Seguido da filha, o homem atravessou um pátio em arcadas, com palmeiras e crótons, e achou-se numa saleta de mobiliário severo. Porque houvesse uma porta que dava para a nave, aproximou-se dela. Os altares acesos, nos bancos algumas fieis, e diante do altar-mor as monjas. genuflexas, de cabeças baixas, rezavam. Uma serafina derramava acordes tristes, quebrantados, doces... Quase rente ao reposteiro de entrada, num recanto obscuro, uma mulher também orava, ajoelhada, tão curvada para o chão que parecia beijá-lo.

Quando terminou a oração, as freiras, sete ao todo, lembrando as sete notas da escala musical foram saindo da nave, uma atrás da outra, sumindo-se pela arcada da clausura. E a mulher, que rezava perto da entrada, seguiu-as de vista baixa...

Humberto voltou á sala de espera e sentou-se diante da filha, da sua Margarida trazida para o internato. Ela espiava para tudo com essa tímida curiosidade das crianças em frente do desconhecido... Ah! muito lhe custava separar-se dela, mas era o jeito único... Morava no alto sertão e ali não havia educandário capaz onde a menina, depois do curso primário pudesse fazer o secundário.
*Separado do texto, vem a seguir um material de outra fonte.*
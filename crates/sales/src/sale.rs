use chrono::{DateTime, Utc};
use serde::{Deserialize, Serialize};
use uuid::Uuid;

use shopforge_catalog::ProductId;
use shopforge_core::{Aggregate, AggregateId, AggregateRoot, DomainError, ValueObject};
use shopforge_events::Event;
use shopforge_orders::OrderId;

/// Stream type name used when dispatching sale commands.
pub const SALE_AGGREGATE_TYPE: &str = "sales.sale";

/// UUIDv5 namespace for order-derived sale stream ids.
const SALE_NAMESPACE: Uuid = Uuid::from_u128(0x1b84_f6d2_0a3e_47c9_b52f_8e61_c4d0_a973);

/// Sale identifier.
#[derive(Debug, Copy, Clone, PartialEq, Eq, Hash, Serialize, Deserialize)]
#[serde(transparent)]
pub struct SaleId(pub AggregateId);

impl SaleId {
    pub fn new(id: AggregateId) -> Self {
        Self(id)
    }

    /// Derive the sale id for an order.
    ///
    /// One order, one sale stream: recording a sale for the same order twice
    /// lands on the same stream and fails the create-once check, which is
    /// how the optional 1:1 back-reference stays 1:1.
    pub fn for_order(order_id: OrderId) -> Self {
        Self(AggregateId::derived(&SALE_NAMESPACE, &order_id.to_string()))
    }
}

impl core::fmt::Display for SaleId {
    fn fmt(&self, f: &mut core::fmt::Formatter<'_>) -> core::fmt::Result {
        core::fmt::Display::fmt(&self.0, f)
    }
}

/// One sale line: what was sold, at what price, against what cost.
///
/// Like order lines, these are purchase-time snapshots; later catalog
/// repricing never changes a recorded sale.
#[derive(Debug, Clone, PartialEq, Eq, Serialize, Deserialize)]
pub struct SaleLine {
    pub line_no: u32,
    pub product_id: ProductId,
    pub sku: String,
    pub product_name: String,
    pub quantity: u64,
    pub unit_price_cents: u64,
    pub unit_cost_cents: u64,
}

impl SaleLine {
    pub fn revenue_cents(&self) -> Option<u64> {
        self.unit_price_cents.checked_mul(self.quantity)
    }

    pub fn cost_cents(&self) -> Option<u64> {
        self.unit_cost_cents.checked_mul(self.quantity)
    }
}

impl ValueObject for SaleLine {}

/// Aggregate root: Sale.
///
/// The revenue-side record of units leaving the building. Order-derived
/// sales carry the order id they were settled from; manual sales stand
/// alone. Both are immutable once recorded.
#[derive(Debug, Clone, PartialEq, Eq)]
pub struct Sale {
    id: SaleId,
    order_id: Option<OrderId>,
    lines: Vec<SaleLine>,
    revenue_cents: u64,
    cost_cents: u64,
    profit_cents: i64,
    recorded_by: String,
    recorded: bool,
    version: u64,
}

impl Sale {
    /// Create an empty, not-yet-recorded aggregate instance for rehydration.
    pub fn empty(id: SaleId) -> Self {
        Self {
            id,
            order_id: None,
            lines: Vec::new(),
            revenue_cents: 0,
            cost_cents: 0,
            profit_cents: 0,
            recorded_by: String::new(),
            recorded: false,
            version: 0,
        }
    }

    pub fn id_typed(&self) -> SaleId {
        self.id
    }

    pub fn order_id(&self) -> Option<OrderId> {
        self.order_id
    }

    pub fn lines(&self) -> &[SaleLine] {
        &self.lines
    }

    pub fn revenue_cents(&self) -> u64 {
        self.revenue_cents
    }

    pub fn cost_cents(&self) -> u64 {
        self.cost_cents
    }

    /// Revenue minus cost; negative when goods were sold below cost.
    pub fn profit_cents(&self) -> i64 {
        self.profit_cents
    }

    pub fn recorded_by(&self) -> &str {
        &self.recorded_by
    }

    pub fn exists(&self) -> bool {
        self.recorded
    }
}

impl AggregateRoot for Sale {
    type Id = SaleId;

    fn id(&self) -> &Self::Id {
        &self.id
    }

    fn version(&self) -> u64 {
        self.version
    }
}

/// Command: RecordSale.
#[derive(Debug, Clone, PartialEq, Eq, Serialize, Deserialize)]
pub struct RecordSale {
    pub sale_id: SaleId,
    pub order_id: Option<OrderId>,
    pub lines: Vec<SaleLine>,
    pub recorded_by: String,
    pub occurred_at: DateTime<Utc>,
}

#[derive(Debug, Clone, PartialEq, Eq, Serialize, Deserialize)]
pub enum SaleCommand {
    RecordSale(RecordSale),
}

/// Event: SaleRecorded.
#[derive(Debug, Clone, PartialEq, Eq, Serialize, Deserialize)]
pub struct SaleRecorded {
    pub sale_id: SaleId,
    pub order_id: Option<OrderId>,
    pub lines: Vec<SaleLine>,
    pub revenue_cents: u64,
    pub cost_cents: u64,
    pub profit_cents: i64,
    pub recorded_by: String,
    pub occurred_at: DateTime<Utc>,
}

#[derive(Debug, Clone, PartialEq, Eq, Serialize, Deserialize)]
pub enum SaleEvent {
    SaleRecorded(SaleRecorded),
}

impl Event for SaleEvent {
    fn event_type(&self) -> &'static str {
        match self {
            SaleEvent::SaleRecorded(_) => "sales.sale.recorded",
        }
    }

    fn version(&self) -> u32 {
        1
    }

    fn occurred_at(&self) -> DateTime<Utc> {
        match self {
            SaleEvent::SaleRecorded(e) => e.occurred_at,
        }
    }
}

impl Aggregate for Sale {
    type Command = SaleCommand;
    type Event = SaleEvent;
    type Error = DomainError;

    fn apply(&mut self, event: &Self::Event) {
        match event {
            SaleEvent::SaleRecorded(e) => {
                self.id = e.sale_id;
                self.order_id = e.order_id;
                self.lines = e.lines.clone();
                self.revenue_cents = e.revenue_cents;
                self.cost_cents = e.cost_cents;
                self.profit_cents = e.profit_cents;
                self.recorded_by = e.recorded_by.clone();
                self.recorded = true;
            }
        }

        // Deterministic version tracking: +1 per applied event.
        self.version += 1;
    }

    fn handle(&self, command: &Self::Command) -> Result<Vec<Self::Event>, Self::Error> {
        match command {
            SaleCommand::RecordSale(cmd) => self.handle_record(cmd),
        }
    }
}

impl Sale {
    fn validate_lines(lines: &[SaleLine]) -> Result<(u64, u64), DomainError> {
        if lines.is_empty() {
            return Err(DomainError::validation("sale must contain at least one line"));
        }

        let mut revenue: u64 = 0;
        let mut cost: u64 = 0;
        for (index, line) in lines.iter().enumerate() {
            if line.line_no != (index as u32) + 1 {
                return Err(DomainError::invariant("line numbers must be contiguous"));
            }
            if line.sku.trim().is_empty() {
                return Err(DomainError::validation("line SKU cannot be empty"));
            }
            if line.product_name.trim().is_empty() {
                return Err(DomainError::validation("line product name cannot be empty"));
            }
            if line.quantity == 0 {
                return Err(DomainError::validation("line quantity must be greater than zero"));
            }
            let line_revenue = line
                .revenue_cents()
                .ok_or_else(|| DomainError::invariant("line revenue overflow"))?;
            let line_cost = line
                .cost_cents()
                .ok_or_else(|| DomainError::invariant("line cost overflow"))?;
            revenue = revenue
                .checked_add(line_revenue)
                .ok_or_else(|| DomainError::invariant("sale revenue overflow"))?;
            cost = cost
                .checked_add(line_cost)
                .ok_or_else(|| DomainError::invariant("sale cost overflow"))?;
        }

        Ok((revenue, cost))
    }

    fn handle_record(&self, cmd: &RecordSale) -> Result<Vec<SaleEvent>, DomainError> {
        if self.recorded {
            // Order-derived streams are keyed by the order id, so this is
            // also the "sale already recorded for this order" case.
            return Err(DomainError::conflict("sale already recorded"));
        }
        if cmd.recorded_by.trim().is_empty() {
            return Err(DomainError::validation("recorded_by cannot be empty"));
        }

        let (revenue_cents, cost_cents) = Self::validate_lines(&cmd.lines)?;
        let profit_cents = (revenue_cents as i64) - (cost_cents as i64);

        Ok(vec![SaleEvent::SaleRecorded(SaleRecorded {
            sale_id: cmd.sale_id,
            order_id: cmd.order_id,
            lines: cmd.lines.clone(),
            revenue_cents,
            cost_cents,
            profit_cents,
            recorded_by: cmd.recorded_by.clone(),
            occurred_at: cmd.occurred_at,
        })])
    }
}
Tudo por causa do mau passo da Adelina... Depois de cinco anos de casados, a vinda da mulher para o Recife, a fim de convalescer de uma febre palustre. Viera para a casa de uma tia complacente e pateta que a criara com mil vontades... Ele não pôde acompanhá-la devido aos seus porfazeres no interior onde viviam. E, na capital, Adelina, sempre retardando o regresso ao lar, embora gorda e forte, deixou-se prender por alguém que lhe podia satisfazer mais as exigências do luxo do que o marido. Caiu pelo luxo, porque por amor poucas caem. Ele teve denúncias. A princípio relutou em desconfiar, porém, a insistência da mulher em demorar no Recife, os pretextos que arranjava... Veio à capital de surpresa. E teve a prova. Separaram-se. Enquanto pôde, educou a menina na cidade longínqua; porém, agora via-se obrigado a interná-la... e ir viver sozinho... sozinho... e longe!... A mulher, nunca mais soubera dela. Quase três anos não a via. Por certo, na sua tendência para as grandezas, para as luxuosidades, para o mundanismo, andaria satisfazendo, por qualquer preço, a sua imensa vaidade...
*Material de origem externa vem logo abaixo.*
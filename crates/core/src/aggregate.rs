//! Aggregate root trait for event-sourced (and non-event-sourced) domain models.

use crate::error::{DomainError, DomainResult};

/// Aggregate root marker + minimal interface.
///
/// This is intentionally small so domain crates can decide how they model
/// state transitions (pure functions, event application, etc.) without
/// bringing in any infrastructure concerns.
pub trait AggregateRoot {
    /// Strongly-typed aggregate identifier.
    type Id: Clone + Eq + core::hash::Hash + core::fmt::Debug;

    /// Returns the aggregate identifier.
    fn id(&self) -> &Self::Id;

    /// Monotonically increasing version of the aggregate's state.
    ///
    /// For event-sourced aggregates, this typically corresponds to the number of
    /// events applied (or the stream revision).
    fn version(&self) -> u64;
}

/// Optimistic concurrency expectation for an aggregate.
#[derive(Debug, Copy, Clone, PartialEq, Eq)]
pub enum ExpectedVersion {
    /// Skip version checking (useful for idempotent commands, migrations, etc.).
    Any,
    /// Require the aggregate to be at an exact version.
    ///
    /// `Exact(0)` means "the stream must not exist yet" and is how
    /// create-once semantics (one product per SKU, one capture per payment
    /// reference) are enforced.
    Exact(u64),
}

impl ExpectedVersion {
    pub fn matches(self, actual: u64) -> bool {
        match self {
            ExpectedVersion::Any => true,
            ExpectedVersion::Exact(v) => v == actual,
        }
    }

    pub fn check(self, actual: u64) -> DomainResult<()> {
        if self.matches(actual) {
            Ok(())
        } else {
            Err(DomainError::conflict(format!(
                "optimistic concurrency check failed (expected: {self:?}, actual: {actual})"
            )))
        }
    }
}

/// Aggregate execution semantics (pure, deterministic).
///
/// - **Decision logic**: `handle(&self, cmd)` returns events.
/// - **State mutation**: `apply(&mut self, event)` evolves state.
///
/// Aggregates must not perform IO or side effects. They should only return events
/// describing what happened.
pub trait Aggregate: AggregateRoot {
    type Command: Clone + core::fmt::Debug;
    type Event: Clone + core::fmt::Debug;
    type Error: core::fmt::Debug;

    /// Evolve in-memory state from a single event.
    ///
    /// Implementations should remain deterministic and should typically update
    /// their internal `version()` tracking consistently (e.g. +1 per applied event).
    fn apply(&mut self, event: &Self::Event);

    /// Decide which events to emit given the current state and a command.
    ///
    /// This must not mutate state. State evolution is done through `apply`.
    fn handle(&self, command: &Self::Command) -> Result<Vec<Self::Event>, Self::Error>;
}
A Superiora surdira afinal. Afagou a criança, sentou-se-lhe junto, e, depois de dizer Humberto ao que ia:

— Então, trouxe-nos a sua filhinha?

— Sim, volto amanhã para o interior. E embora as aulas não tenham ainda principiado...

— Não faz mal. Ela vai se habituando com o colégio e quando as companheiras chegarem, na próxima semana... será de casa, já. Não é?

Margarida olhava para a freira e no intimo ia se sentindo atraída por aquela mulher que lhe falava tão carinhosamente:

— Pode ir descansado, doutor. Havemos de fazê-la uma moça direita.

— Sobretudo modesta, muito modesta. Vaidosa apenas dos seus deveres.

— E agora, minha filha, vá mudar sua roupa e depois venha se despedir do papai.

A irmã Joaquina, a roupeira, veio buscar a criança e levou-a lá para dentro. A Superiora procurava tranquilizar o pai:

— Ela há de se dar bem conosco. Depois temos uma criada que é doida por crianças. Uma pobre mulher que nos apareceu aqui pedindo agasalho e trabalho. Desconfio até que já tivesse tido alguma coisa... Ninguém lhe sabe a vida... Ativa, zelosa, fiel, e, principalmente, louca pelas meninas. Quando não está na igreja rezando, com uma piedade que causa admiração... E a pobre, além de tudo, é doente... Tem falta de ar, dores no peito, cansa muito... O medico do colégio nos disse, em particular, que ela está com o coração como um vidro... Qualquer coisa...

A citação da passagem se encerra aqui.